YOUR INSTRUCTIONS
Wherever the string "super" appears in the records, return the line that holds it.

::::::::::

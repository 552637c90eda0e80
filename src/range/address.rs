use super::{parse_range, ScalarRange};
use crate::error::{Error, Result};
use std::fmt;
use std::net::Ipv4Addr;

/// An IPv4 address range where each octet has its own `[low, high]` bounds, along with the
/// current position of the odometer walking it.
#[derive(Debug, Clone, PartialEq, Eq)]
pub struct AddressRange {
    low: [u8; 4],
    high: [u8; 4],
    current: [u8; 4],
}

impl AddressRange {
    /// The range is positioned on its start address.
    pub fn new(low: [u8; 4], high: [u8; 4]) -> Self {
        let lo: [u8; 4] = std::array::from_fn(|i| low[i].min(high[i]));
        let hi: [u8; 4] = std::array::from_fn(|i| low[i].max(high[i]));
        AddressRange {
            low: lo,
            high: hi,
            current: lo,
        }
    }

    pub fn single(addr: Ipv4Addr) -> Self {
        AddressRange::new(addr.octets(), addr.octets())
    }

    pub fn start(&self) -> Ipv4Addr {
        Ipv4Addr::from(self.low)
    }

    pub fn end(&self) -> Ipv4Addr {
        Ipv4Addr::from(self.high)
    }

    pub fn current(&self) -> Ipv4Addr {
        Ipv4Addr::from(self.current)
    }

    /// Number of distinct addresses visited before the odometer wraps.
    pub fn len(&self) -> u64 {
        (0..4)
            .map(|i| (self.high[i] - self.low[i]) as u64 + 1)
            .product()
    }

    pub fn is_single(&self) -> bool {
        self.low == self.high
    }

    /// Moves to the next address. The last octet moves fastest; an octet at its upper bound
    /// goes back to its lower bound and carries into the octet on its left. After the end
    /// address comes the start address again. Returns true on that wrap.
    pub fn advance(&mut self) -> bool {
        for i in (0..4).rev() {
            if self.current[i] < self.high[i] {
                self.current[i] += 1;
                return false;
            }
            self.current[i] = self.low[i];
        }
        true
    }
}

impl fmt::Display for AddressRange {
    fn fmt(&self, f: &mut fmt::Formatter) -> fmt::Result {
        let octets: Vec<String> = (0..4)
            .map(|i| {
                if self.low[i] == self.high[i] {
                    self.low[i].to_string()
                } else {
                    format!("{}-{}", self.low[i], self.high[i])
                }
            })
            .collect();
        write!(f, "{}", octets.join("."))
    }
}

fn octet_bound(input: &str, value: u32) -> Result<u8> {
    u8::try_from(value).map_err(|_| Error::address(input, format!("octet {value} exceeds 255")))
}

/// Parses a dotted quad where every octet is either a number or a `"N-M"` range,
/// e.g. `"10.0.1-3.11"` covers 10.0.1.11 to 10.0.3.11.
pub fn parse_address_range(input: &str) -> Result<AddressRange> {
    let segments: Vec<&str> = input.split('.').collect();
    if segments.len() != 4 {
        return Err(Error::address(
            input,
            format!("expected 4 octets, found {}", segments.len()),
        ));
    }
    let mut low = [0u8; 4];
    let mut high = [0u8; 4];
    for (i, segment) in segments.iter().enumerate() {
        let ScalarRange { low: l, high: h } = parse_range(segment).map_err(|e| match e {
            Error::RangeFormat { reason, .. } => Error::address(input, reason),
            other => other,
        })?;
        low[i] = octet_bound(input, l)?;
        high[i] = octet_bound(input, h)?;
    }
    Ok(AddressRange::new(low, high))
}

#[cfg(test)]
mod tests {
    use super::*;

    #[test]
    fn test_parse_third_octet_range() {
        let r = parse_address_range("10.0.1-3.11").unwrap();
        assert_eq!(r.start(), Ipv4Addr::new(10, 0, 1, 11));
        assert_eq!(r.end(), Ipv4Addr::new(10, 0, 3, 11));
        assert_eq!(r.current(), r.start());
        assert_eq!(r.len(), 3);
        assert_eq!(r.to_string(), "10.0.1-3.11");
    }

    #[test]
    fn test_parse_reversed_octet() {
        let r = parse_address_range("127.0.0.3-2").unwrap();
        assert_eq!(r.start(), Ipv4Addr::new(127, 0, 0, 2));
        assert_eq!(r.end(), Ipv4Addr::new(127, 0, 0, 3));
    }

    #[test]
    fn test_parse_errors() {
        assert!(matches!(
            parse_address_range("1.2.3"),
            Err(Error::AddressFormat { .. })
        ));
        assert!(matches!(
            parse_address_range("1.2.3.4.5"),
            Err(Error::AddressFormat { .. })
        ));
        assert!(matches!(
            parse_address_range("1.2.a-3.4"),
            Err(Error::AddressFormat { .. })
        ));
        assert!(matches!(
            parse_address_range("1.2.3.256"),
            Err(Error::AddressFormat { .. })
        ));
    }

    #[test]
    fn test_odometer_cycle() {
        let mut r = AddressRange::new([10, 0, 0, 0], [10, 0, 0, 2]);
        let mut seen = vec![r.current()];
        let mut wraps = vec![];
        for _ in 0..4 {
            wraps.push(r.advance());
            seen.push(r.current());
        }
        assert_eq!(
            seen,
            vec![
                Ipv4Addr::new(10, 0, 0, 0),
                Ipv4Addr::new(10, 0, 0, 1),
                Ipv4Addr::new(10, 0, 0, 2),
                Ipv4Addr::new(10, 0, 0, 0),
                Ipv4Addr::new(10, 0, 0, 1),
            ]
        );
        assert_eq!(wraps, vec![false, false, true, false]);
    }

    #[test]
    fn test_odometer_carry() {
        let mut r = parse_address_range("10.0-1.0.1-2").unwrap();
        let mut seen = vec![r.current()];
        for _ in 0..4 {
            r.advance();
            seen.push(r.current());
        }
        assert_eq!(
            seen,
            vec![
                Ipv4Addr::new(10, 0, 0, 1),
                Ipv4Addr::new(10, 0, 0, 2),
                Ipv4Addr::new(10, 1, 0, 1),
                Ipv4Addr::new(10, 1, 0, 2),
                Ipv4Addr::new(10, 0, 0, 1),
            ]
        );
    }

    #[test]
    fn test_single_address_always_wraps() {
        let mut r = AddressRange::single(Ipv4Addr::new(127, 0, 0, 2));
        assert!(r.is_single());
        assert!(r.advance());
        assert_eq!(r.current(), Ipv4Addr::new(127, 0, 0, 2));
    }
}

::::::::::

EXPECTED OUTPUT
use super::{parse_range, ScalarRange};
    use super::*;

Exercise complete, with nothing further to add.